In 2016, Mark Lemoine came home from work and told his wife Karla Lemoine he wanted to quit his job and buy a campground.
There was a lot on the line: Mark made $200,000 per year working for the Michigan state government, and Karla was a stay-at-home mom. Two of their four children were in college. Both were lifelong campers, but they’d never owned a business.
Swayed by the promise of adventure, Karla agreed. Within six months, they found a franchised Kampgrounds of America site for sale in Benton Harbor, Michigan, a rural lake town nestled between Grand Rapids and Chicago.
The Lemoines put their house on the market, withdrew all their savings and “sold everything we owned to buy the campground” for $1.6 million, Mark says.
Mark and Karla Lemoine sold their house, car and more to buy a campground in Benton Harbor, Michigan.
Devin Lieberman
That wasn’t their only expense: Since buying the campground, they’ve spent another $1.5 million on renovations, and annual upkeep costs up to $700,000 a year, according to documents reviewed by CNBC Make It.
All those investments are paying off.
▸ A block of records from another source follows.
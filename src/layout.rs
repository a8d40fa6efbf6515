//! Bookkeeping for rules made up of several orbits.
//!
//! A rule is described by an orbit-count vector: entry `i` states how many distinct copies of
//! orbit `i` the rule contains. An [`OrbitLayout`] lays out the parameters and points of all
//! copies back to back, ordered by orbit index, and applies the per-orbit operations of a
//! [`Domain`] to whole parameter vectors.
use crate::domain::{Domain, OrbitDescriptor, ShapeDescriptor};
use crate::error::Error;
use crate::quadrature::QuadraturePair;
use crate::Real;
use log::debug;
use nalgebra::allocator::Allocator;
use nalgebra::{DefaultAllocator, OPoint};
use rand::Rng;
use serde::{Deserialize, Serialize};

/// Number of copies of each orbit in a rule, indexed by orbit.
#[derive(Debug, Clone, PartialEq, Eq, Hash, Default, Serialize, Deserialize)]
#[serde(transparent)]
pub struct OrbitCounts(Vec<usize>);

impl OrbitCounts {
    pub fn as_slice(&self) -> &[usize] {
        &self.0
    }

    pub fn into_inner(self) -> Vec<usize> {
        self.0
    }

    /// Total number of orbit copies.
    pub fn num_orbits(&self) -> usize {
        self.0.iter().sum()
    }

    /// Total number of points for the given orbit table.
    pub fn num_points(&self, orbits: &[OrbitDescriptor]) -> usize {
        self.0.iter().zip(orbits).map(|(n, orbit)| n * orbit.num_points).sum()
    }

    /// Total number of free parameters for the given orbit table.
    pub fn num_params(&self, orbits: &[OrbitDescriptor]) -> usize {
        self.0.iter().zip(orbits).map(|(n, orbit)| n * orbit.num_params).sum()
    }
}

impl From<Vec<usize>> for OrbitCounts {
    fn from(counts: Vec<usize>) -> Self {
        Self(counts)
    }
}

impl<const N: usize> From<[usize; N]> for OrbitCounts {
    fn from(counts: [usize; N]) -> Self {
        Self(counts.to_vec())
    }
}

/// A single copy of an orbit within a rule.
#[derive(Debug, Copy, Clone, PartialEq, Eq)]
pub struct OrbitInstance {
    pub orbit: usize,
    pub param_offset: usize,
    pub point_offset: usize,
}

/// Parameter and point offsets of every orbit copy in a rule.
#[derive(Debug, Clone, PartialEq, Eq)]
pub struct OrbitLayout {
    counts: OrbitCounts,
    instances: Vec<OrbitInstance>,
    num_params: usize,
    num_points: usize,
}

impl OrbitLayout {
    /// Lays out the orbits given by `counts` for the given domain.
    ///
    /// Fails if `counts` does not have one entry per orbit of the domain, contains no orbits
    /// at all, or is rejected by [`Domain::validate_orbit_counts`].
    pub fn try_new<D>(domain: &D, counts: impl Into<OrbitCounts>) -> Result<Self, Error>
    where
        D: ShapeDescriptor,
    {
        let counts = counts.into();
        let orbits = domain.orbits();

        if counts.as_slice().len() != orbits.len() {
            return Err(Error::OrbitCountMismatch {
                expected: orbits.len(),
                actual: counts.as_slice().len(),
            });
        }
        if counts.num_orbits() == 0 {
            return Err(Error::EmptyOrbitCombination);
        }
        if !domain.validate_orbit_counts(counts.as_slice()) {
            return Err(Error::InvalidOrbitCombination(counts.into_inner()));
        }

        let mut instances = Vec::with_capacity(counts.num_orbits());
        let mut param_offset = 0;
        let mut point_offset = 0;
        for (orbit, (&count, descriptor)) in counts.as_slice().iter().zip(orbits).enumerate() {
            for _ in 0..count {
                instances.push(OrbitInstance {
                    orbit,
                    param_offset,
                    point_offset,
                });
                param_offset += descriptor.num_params;
                point_offset += descriptor.num_points;
            }
        }

        debug!(
            "Orbit layout {:?}: {} orbits, {} parameters, {} points",
            counts.as_slice(),
            instances.len(),
            param_offset,
            point_offset
        );

        Ok(Self {
            counts,
            instances,
            num_params: param_offset,
            num_points: point_offset,
        })
    }

    pub fn counts(&self) -> &OrbitCounts {
        &self.counts
    }

    pub fn instances(&self) -> &[OrbitInstance] {
        &self.instances
    }

    pub fn num_orbits(&self) -> usize {
        self.instances.len()
    }

    pub fn num_params(&self) -> usize {
        self.num_params
    }

    pub fn num_points(&self) -> usize {
        self.num_points
    }

    /// Expands the full parameter vector into the full set of points.
    ///
    /// # Panics
    ///
    /// Panics if `params` or `points` do not have the lengths given by the layout.
    pub fn expand<T, D>(&self, domain: &D, params: &[T], points: &mut [OPoint<T, D::ReferenceDim>])
    where
        T: Real,
        D: Domain<T>,
        DefaultAllocator: Allocator<T, D::ReferenceDim>,
    {
        assert_eq!(params.len(), self.num_params, "Parameter vector has wrong length");
        assert_eq!(points.len(), self.num_points, "Point buffer has wrong length");
        for instance in &self.instances {
            domain.expand_orbit(
                instance.orbit,
                instance.param_offset,
                instance.point_offset,
                params,
                points,
            );
        }
    }

    /// Clamps every orbit's parameters into the admissible region.
    ///
    /// # Panics
    ///
    /// Panics if `params` does not have the length given by the layout.
    pub fn clamp<T, D>(&self, domain: &D, params: &mut [T])
    where
        T: Real,
        D: Domain<T>,
        DefaultAllocator: Allocator<T, D::ReferenceDim>,
    {
        assert_eq!(params.len(), self.num_params, "Parameter vector has wrong length");
        for instance in &self.instances {
            domain.clamp_orbit(instance.orbit, instance.param_offset, params);
        }
    }

    /// Rewrites every orbit's parameters into canonical form.
    ///
    /// # Panics
    ///
    /// Panics if `params` does not have the length given by the layout.
    pub fn canonicalize<T, D>(&self, domain: &D, params: &mut [T])
    where
        T: Real,
        D: Domain<T>,
        DefaultAllocator: Allocator<T, D::ReferenceDim>,
    {
        assert_eq!(params.len(), self.num_params, "Parameter vector has wrong length");
        for instance in &self.instances {
            domain.canonicalize_orbit(instance.orbit, instance.param_offset, params);
        }
    }

    /// Draws a fresh random parameter vector in place.
    ///
    /// # Panics
    ///
    /// Panics if `params` does not have the length given by the layout.
    pub fn seed<T, D, R>(&self, domain: &D, params: &mut [T], rng: &mut R)
    where
        T: Real,
        D: Domain<T>,
        R: Rng,
        DefaultAllocator: Allocator<T, D::ReferenceDim>,
    {
        assert_eq!(params.len(), self.num_params, "Parameter vector has wrong length");
        for instance in &self.instances {
            domain.seed_orbit(instance.orbit, instance.param_offset, params, rng);
        }
    }

    /// Spreads one weight per orbit copy over all the points of that copy.
    ///
    /// # Panics
    ///
    /// Panics if `orbit_weights` does not have one entry per orbit copy, or `point_weights`
    /// not one entry per point.
    pub fn expand_weights<T: Real>(&self, orbit_weights: &[T], point_weights: &mut [T]) {
        assert_eq!(orbit_weights.len(), self.num_orbits(), "Need one weight per orbit");
        assert_eq!(point_weights.len(), self.num_points, "Need one weight per point");
        let point_ends = self
            .instances
            .iter()
            .skip(1)
            .map(|instance| instance.point_offset)
            .chain(Some(self.num_points));
        for ((instance, end), &w) in self.instances.iter().zip(point_ends).zip(orbit_weights) {
            point_weights[instance.point_offset..end].fill(w);
        }
    }

    /// Assembles the explicit rule given by parameters and per-orbit weights.
    pub fn to_quadrature<T, D>(
        &self,
        domain: &D,
        params: &[T],
        orbit_weights: &[T],
    ) -> QuadraturePair<T, D::ReferenceDim>
    where
        T: Real,
        D: Domain<T>,
        DefaultAllocator: Allocator<T, D::ReferenceDim>,
    {
        let mut points = vec![OPoint::origin(); self.num_points];
        let mut weights = vec![T::zero(); self.num_points];
        self.expand(domain, params, &mut points);
        self.expand_weights(orbit_weights, &mut weights);
        (weights, points)
    }
}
The campground is now worth $6 million, a recent Kampgrounds of America valuation found. It brought in $1.2 million in revenue last year, enough for the Lemoines to pay themselves a combined $150,000 in salary.
They’re still $50,000 shy of their previous annual household income, but say they plan to keep running the campground for a simple reason: They’re happier.
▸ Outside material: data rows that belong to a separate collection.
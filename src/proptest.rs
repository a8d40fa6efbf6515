//! Proptest strategies for prism orbits and points.
use crate::prism::PRISM_ORBITS;
use ::proptest::collection::vec;
use ::proptest::prelude::*;
use nalgebra::Point3;

/// Any valid prism orbit index.
pub fn prism_orbit() -> impl Strategy<Value = usize> {
    0..PRISM_ORBITS.len()
}

/// A parameter value that is not necessarily admissible: mostly finite values well outside
/// of the admissible region, and occasionally infinities, NaN, signed zero or values just
/// past the upper bounds.
pub fn raw_param() -> impl Strategy<Value = f64> {
    prop_oneof![
        8 => -2.0..2.0,
        1 => prop_oneof![
            Just(f64::NAN),
            Just(f64::INFINITY),
            Just(f64::NEG_INFINITY),
            Just(-0.0),
            Just(0.5 + f64::EPSILON),
            Just(1.0 + f64::EPSILON),
        ],
    ]
}

/// Parameters of the right length for the orbit, see [`raw_param`].
pub fn raw_prism_orbit_params(orbit: usize) -> impl Strategy<Value = Vec<f64>> {
    vec(raw_param(), PRISM_ORBITS[orbit].num_params)
}

/// An orbit index together with raw parameters for it.
pub fn prism_orbit_with_raw_params() -> impl Strategy<Value = (usize, Vec<f64>)> {
    prism_orbit().prop_flat_map(|orbit| (Just(orbit), raw_prism_orbit_params(orbit)))
}

/// Parameters inside the admissible region of the orbit.
///
/// # Panics
///
/// Panics if the orbit index is out of bounds.
pub fn admissible_prism_orbit_params(orbit: usize) -> BoxedStrategy<Vec<f64>> {
    // For the generic orbits, b is drawn as a fraction of the remaining barycentric mass
    match orbit {
        0 => Just(Vec::new()).boxed(),
        1 => (0.0..=1.0).prop_map(|c| vec![c]).boxed(),
        2 => (0.0..=0.5).prop_map(|a| vec![a]).boxed(),
        3 => (0.0..=0.5, 0.0..=1.0).prop_map(|(a, c)| vec![a, c]).boxed(),
        4 => (0.0..=1.0, 0.0..=1.0)
            .prop_map(|(a, t): (f64, f64)| vec![a, t * (1.0 - a)])
            .boxed(),
        5 => (0.0..=1.0, 0.0..=1.0, 0.0..=1.0)
            .prop_map(|(a, t, c): (f64, f64, f64)| vec![a, t * (1.0 - a), c])
            .boxed(),
        _ => panic!("Bad orbit {} for prism domain", orbit),
    }
}

/// A point in the reference prism.
pub fn point_in_prism() -> impl Strategy<Value = Point3<f64>> {
    // Sample the square and collapse it onto the triangle
    let range = -1.0..=1.0;
    (range.clone(), range.clone(), range).prop_map(|(a, b, z)| Point3::new(0.5 * (1.0 + a) * (1.0 - b) - 1.0, b, z))
}

/// Orbit-count vectors for the prism with at most `max_copies` copies of each orbit,
/// at most one centroid and at least one orbit in total.
pub fn prism_orbit_counts(max_copies: usize) -> impl Strategy<Value = Vec<usize>> {
    (0..=1usize, vec(0..=max_copies, PRISM_ORBITS.len() - 1))
        .prop_map(|(centroids, others)| {
            let mut counts = vec![centroids];
            counts.extend(others);
            counts
        })
        .prop_filter("rule must contain at least one orbit", |counts| {
            counts.iter().sum::<usize>() > 0
        })
}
“We saw the wear and tear of working for corporate America on Mark and on our family dynamics,” Karla says. “Now, owning our business, we’re the bosses. We create and manage stress. For us, it’s a healthier lifestyle.”
Here’s how they manage their finances now, and those of the campground.
Using all their resources
When Mark and Karla first decided to buy the campground — officially called the Coloma/St. Joseph KOA Holiday site — they were five years away from paying off their house in Rockford, Michigan. That meant they had to get creative to find their $1.6 million.
They sold their car, and made $1,500 selling their things in a garage sale. They took $20,000 out of their personal savings and Roth IRAs, and $200,000 from their 401(k)s. They sold their house for another $180,000, and covered the remainder with a bank loan, they say.
The Lemoines had to get creative to pay for their dream $1.6 million campground.
CNBC Make It
After selling their house, the Lemoines moved with two of their children into a four-bedroom apartment above the campground’s general store. It took time for their kids to adjust, Karla says, but the couple knew the decision would eventually lessen the strain on their family.
“People think a steady job, a steady paycheck and a good employer is security,” Karla says. “Mark had been through a couple of downsizings in his career, and I think we just realized you can’t always count on [those things]. We decided to take control of our own future, our own destiny.”
Adding non-traditional revenue streams
When the Lemoines bought the campground, it had been around for 48 years. It came equipped with cabins and designated zones for tents and RV parking, but nearly everything needed updating.
They immediately renovated the bathrooms and completely redid the general store. They built a “robust cafe,” Mark says, adding another revenue source that doubled as a place for campers to grab a snack or coffee.
The payoff wasn’t immediate. In their first camping season — April to October — the park brought in $390,000. They put almost every penny back into the campground.
The Lemoines added several upgrades to the campground, including glamping tents, to build revenue.
Devin Lieberman
The strategy worked: The campground’s annual revenue grew. So in 2021, they tried it again, taking out a $300,000 mortgage to add five deluxe cabins.
The renovations drove more business to the campground, along with a pandemic-era push to get people outside that summer, Mark says. The site brought in nearly $1 million in 2021 revenue, roughly $150,000 more than it did 2020.
Shifting how they think about money
In 2021, after all four Lemoine children officially moved out, Mark and Karla bought and moved into an 34-foot RV. They spend each offseason, from November to March, traveling the country.
The campground’s revenue hasn’t exactly made them rich. They consider the property their retirement fund, since they cashed out their 401(k)s to buy it in the first place. But one day, they plan to sell the site — and even at today’s valuation, $6 million would represent a significant return on their investment.
“It’s not like we just went out on a big vacation or bought a house that we can’t really afford,” Mark says. “We bought something that produces income, so that debt doesn’t scare us as much.”
For now, the Lemoines say they’ll keep operating and growing the campground, and traveling whenever they can. Even without factoring in a potential sale, the lifestyle shift has been worth every penny, they say.
“We describe it as a midlife reset where we just punch the button and did everything very different,” Mark says. “And when everything you own is literally underneath your feet, you got to figure out how to make it work.”